> **How to complete this task**:
Extract each line from the entries below that has the string "write" in it.

*** Records for the exercise ***

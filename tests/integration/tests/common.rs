//! Common test utilities and fixtures.
//!
//! [`TestEnv`] starts the real server on an ephemeral port next to a mock
//! service provider. Keys, certificates, partner metadata, the trust store
//! and the federation file are generated into a temporary directory.

use std::collections::HashMap;
use std::path::Path;
use std::sync::Arc;
use std::time::Duration;

use axum::extract::{Path as UrlPath, State};
use axum::http::StatusCode;
use axum::routing::post;
use axum::Router;
use fed_crypto::PrivateKey;
use fed_metadata::{Binding, HttpMetadataFetcher, MetadataCache};
use fed_protocol_saml::bindings::SoapBinding;
use fed_protocol_saml::{LogoutRequest, LogoutResponse, NameId, SignatureEngine};
use fed_server::{AppState, Server, ServerConfig};
use fed_session::{FederationSession, SessionKey, SessionStore};
use fed_trust::{encode_bundle, CertificateInfo, TrustPolicy, TrustStore};
use parking_lot::Mutex;
use rcgen::{date_time_ymd, CertificateParams, DistinguishedName, DnType, KeyPair};
use reqwest::Client;
use tempfile::TempDir;
use tokio::net::TcpListener;
use tokio::sync::oneshot;

/// Entity ID of the server under test.
pub const IDP: &str = "https://idp.test";

/// Service provider answering logout over SOAP.
pub const SOAP_SP: &str = "soap";
/// Service provider whose SOAP endpoint refuses connections.
pub const DOWN_SP: &str = "down";
/// Service provider with a Redirect endpoint and a SOAP fallback.
pub const BROWSER_SP: &str = "browser";
/// Service provider reached through the Artifact binding.
pub const ARTIFACT_SP: &str = "artifact";

/// A service provider known to the server.
pub struct Partner {
    /// Entity ID.
    pub entity_id: String,
    /// Signs what the partner sends.
    pub signer: Arc<SignatureEngine>,
    certificate: CertificateInfo,
    endpoints: Vec<(Binding, String)>,
}

impl Partner {
    fn metadata_xml(&self) -> String {
        let services: String = self
            .endpoints
            .iter()
            .map(|(binding, location)| {
                format!(
                    r#"<md:SingleLogoutService Binding="{}" Location="{location}"/>"#,
                    binding.uri()
                )
            })
            .collect();
        format!(
            r#"<md:EntityDescriptor xmlns:md="urn:oasis:names:tc:SAML:2.0:metadata"
    xmlns:ds="http://www.w3.org/2000/09/xmldsig#" entityID="{}">
  <md:SPSSODescriptor protocolSupportEnumeration="urn:oasis:names:tc:SAML:2.0:protocol">
    <md:KeyDescriptor use="signing"><ds:KeyInfo><ds:X509Data>
      <ds:X509Certificate>{}</ds:X509Certificate>
    </ds:X509Data></ds:KeyInfo></md:KeyDescriptor>
    {services}
  </md:SPSSODescriptor>
</md:EntityDescriptor>"#,
            self.entity_id,
            self.certificate.to_base64()
        )
    }
}

/// Plays the SOAP endpoints of every partner.
#[derive(Default)]
pub struct MockSp {
    partners: HashMap<String, (String, Arc<SignatureEngine>)>,
    calls: Mutex<Vec<String>>,
}

impl MockSp {
    /// Names of the partners called over SOAP, in order.
    pub fn calls(&self) -> Vec<String> {
        self.calls.lock().clone()
    }
}

async fn mock_soap_logout(
    State(mock): State<Arc<MockSp>>,
    UrlPath(name): UrlPath<String>,
    body: String,
) -> (StatusCode, String) {
    mock.calls.lock().push(name.clone());
    let Some((entity_id, signer)) = mock.partners.get(&name) else {
        return (StatusCode::NOT_FOUND, String::new());
    };
    let request = match SoapBinding::unwrap(&body).and_then(|xml| LogoutRequest::from_xml(&xml)) {
        Ok(request) => request,
        Err(e) => return (StatusCode::INTERNAL_SERVER_ERROR, SoapBinding::fault(false, &e.to_string())),
    };
    let mut response = LogoutResponse::success(entity_id.as_str()).in_response_to(request.id);
    if let Err(e) = signer.sign_message(&mut response, None) {
        return (StatusCode::INTERNAL_SERVER_ERROR, SoapBinding::fault(true, &e.to_string()));
    }
    (StatusCode::OK, SoapBinding::wrap(&response.to_xml()))
}

/// Test environment running the server and a mock service provider.
pub struct TestEnv {
    /// Base URL of the running server.
    pub base_url: String,
    /// HTTP client that does not follow redirects.
    pub client: Client,
    /// The server's shared state.
    pub state: AppState,
    /// Partners by short name.
    pub partners: HashMap<&'static str, Partner>,
    /// The mock service provider.
    pub mock: Arc<MockSp>,
    _dir: TempDir,
    _shutdown_tx: oneshot::Sender<()>,
}

impl TestEnv {
    /// Starts a server federated with every test partner.
    pub async fn new() -> anyhow::Result<Self> {
        let _ = tracing_subscriber::fmt()
            .with_env_filter("fed_server=debug,fed_logout=debug,audit=info")
            .try_init();

        let dir = tempfile::tempdir()?;

        let listener = TcpListener::bind("127.0.0.1:0").await?;
        let base_url = format!("http://{}", listener.local_addr()?);
        let sp_listener = TcpListener::bind("127.0.0.1:0").await?;
        let sp_url = format!("http://{}", sp_listener.local_addr()?);
        let closed = std::net::TcpListener::bind("127.0.0.1:0")?;
        let down_url = format!("http://{}", closed.local_addr()?);
        drop(closed);

        let soap = |name: &str| (Binding::Soap, format!("{sp_url}/{name}/slo/soap"));
        let specs = [
            (SOAP_SP, vec![soap(SOAP_SP)]),
            (DOWN_SP, vec![(Binding::Soap, format!("{down_url}/slo/soap"))]),
            (
                BROWSER_SP,
                vec![
                    (Binding::HttpRedirect, format!("{sp_url}/{BROWSER_SP}/slo")),
                    soap(BROWSER_SP),
                ],
            ),
            (
                ARTIFACT_SP,
                vec![(Binding::HttpArtifact, format!("{sp_url}/{ARTIFACT_SP}/slo"))],
            ),
        ];

        let mut partners = HashMap::new();
        let mut mock = MockSp::default();
        for (name, endpoints) in specs {
            let partner = new_partner(name, endpoints)?;
            std::fs::write(dir.path().join(format!("{name}.xml")), partner.metadata_xml())?;
            mock.partners.insert(
                name.to_string(),
                (partner.entity_id.clone(), Arc::clone(&partner.signer)),
            );
            partners.insert(name, partner);
        }
        let mock = Arc::new(mock);

        let trust: Vec<(String, Vec<u8>)> = partners
            .iter()
            .flat_map(|(name, partner)| {
                let der = partner.certificate.der().to_vec();
                [(format!("signing_{name}"), der.clone()), (format!("ca_{name}"), der)]
            })
            .collect();
        let entries: Vec<(&str, &[u8])> = trust
            .iter()
            .map(|(alias, der)| (alias.as_str(), der.as_slice()))
            .collect();
        std::fs::write(dir.path().join("trust.pem"), encode_bundle(&entries, None))?;

        let (idp_key, idp_cert) = credentials("idp.test")?;
        std::fs::write(dir.path().join("idp-key.pem"), idp_key)?;
        std::fs::write(dir.path().join("idp-cert.pem"), idp_cert)?;

        let config_path = dir.path().join("federation.toml");
        std::fs::write(&config_path, federation_toml(dir.path(), &base_url, &partners))?;

        let server = Server::new(ServerConfig::for_testing(&config_path)).await?;
        let state = server.state().clone();

        let (_shutdown_tx, shutdown_rx) = oneshot::channel::<()>();
        tokio::spawn(async move {
            tokio::select! {
                result = server.run_on(listener) => {
                    if let Err(e) = result {
                        tracing::error!("Server error: {}", e);
                    }
                }
                _ = shutdown_rx => {
                    tracing::info!("Server shutdown requested");
                }
            }
        });

        let sp_app = Router::new()
            .route("/{name}/slo/soap", post(mock_soap_logout))
            .with_state(Arc::clone(&mock));
        tokio::spawn(async move {
            if let Err(e) = axum::serve(sp_listener, sp_app).await {
                tracing::error!("Mock SP error: {}", e);
            }
        });

        let client = Client::builder()
            .timeout(Duration::from_secs(30))
            .redirect(reqwest::redirect::Policy::none())
            .build()?;

        Ok(Self {
            base_url,
            client,
            state,
            partners,
            mock,
            _dir: dir,
            _shutdown_tx,
        })
    }

    /// Absolute URL of `path` on the server.
    pub fn url(&self, path: &str) -> String {
        format!("{}{path}", self.base_url)
    }

    /// The partner called `name`.
    pub fn partner(&self, name: &str) -> &Partner {
        &self.partners[name]
    }

    /// Stores a session for "alice" joined by the named partners, in order.
    pub async fn session(&self, key: &str, participants: &[&str]) -> anyhow::Result<SessionKey> {
        let mut session = FederationSession::new(key, "alice");
        for (i, name) in participants.iter().enumerate() {
            session.add_participant(&self.partner(name).entity_id, Some(&format!("idx-{i}")))?;
        }
        self.state.sessions.create(session).await?;
        Ok(SessionKey::new(key))
    }

    /// True while the session is still stored.
    pub async fn has_session(&self, key: &SessionKey) -> anyhow::Result<bool> {
        Ok(self.state.sessions.get(key).await?.is_some())
    }

    /// A logout request for "alice" issued by partner `name`.
    pub fn logout_request(&self, name: &str, destination: &str) -> LogoutRequest {
        LogoutRequest::new(&self.partner(name).entity_id, NameId::new("alice"))
            .with_destination(destination)
    }
}

fn new_partner(name: &str, endpoints: Vec<(Binding, String)>) -> anyhow::Result<Partner> {
    let pair = KeyPair::generate()?;
    let certificate = CertificateInfo::from_der(self_signed(&pair, name)?.der())?;
    let key = PrivateKey::from_der(&pair.serialize_der())?;

    let nothing_trusted = MetadataCache::new(
        Vec::new(),
        Arc::new(TrustStore::new(None, None)),
        TrustPolicy::permissive(),
        Arc::new(HttpMetadataFetcher::new(Duration::from_secs(5))?),
    );
    let signer = SignatureEngine::new(key, None, Arc::new(nothing_trusted))?;

    Ok(Partner {
        entity_id: format!("https://{name}.sp.test"),
        signer: Arc::new(signer),
        certificate,
        endpoints,
    })
}

fn self_signed(pair: &KeyPair, cn: &str) -> anyhow::Result<rcgen::Certificate> {
    let mut params = CertificateParams::new(Vec::<String>::new())?;
    let mut dn = DistinguishedName::new();
    dn.push(DnType::CommonName, cn);
    params.distinguished_name = dn;
    params.not_before = date_time_ymd(2020, 1, 1);
    params.not_after = date_time_ymd(2090, 1, 1);
    Ok(params.self_signed(pair)?)
}

/// PEM key and certificate.
fn credentials(cn: &str) -> anyhow::Result<(String, String)> {
    let pair = KeyPair::generate()?;
    let cert = self_signed(&pair, cn)?;
    Ok((pair.serialize_pem(), cert.pem()))
}

fn federation_toml(dir: &Path, base_url: &str, partners: &HashMap<&'static str, Partner>) -> String {
    let path = |file: &str| dir.join(file).display().to_string();
    let mut toml = format!(
        r#"[server]
entity_id = "{IDP}"
base_url = "{base_url}"
signing_key = "{}"
signing_certificate = "{}"

[trust]
store = "{}"

[logout]
redirect_timeout_secs = 30
soap_timeout_secs = 5

[[assurance.levels]]
level = 10
uri = "urn:oasis:names:tc:SAML:2.0:ac:classes:Password"

[[assurance.levels]]
level = 20
uri = "urn:oasis:names:tc:SAML:2.0:ac:classes:X509"

[[adapters]]
name = "legacy-radius"
kind = "radius"
level = 10
"#,
        path("idp-key.pem"),
        path("idp-cert.pem"),
        path("trust.pem"),
    );
    for (name, partner) in partners {
        toml.push_str(&format!(
            r#"
[[partners]]
entity_id = "{}"
role = "sp"
metadata = "{}"
"#,
            partner.entity_id,
            path(&format!("{name}.xml"))
        ));
    }
    toml
}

***

> **Output for this task**:
            std::fs::write(dir.path().join(format!("{name}.xml")), partner.metadata_xml())?;
        std::fs::write(dir.path().join("trust.pem"), encode_bundle(&entries, None))?;
        std::fs::write(dir.path().join("idp-key.pem"), idp_key)?;
        std::fs::write(dir.path().join("idp-cert.pem"), idp_cert)?;
        std::fs::write(&config_path, federation_toml(dir.path(), &base_url, &partners))?;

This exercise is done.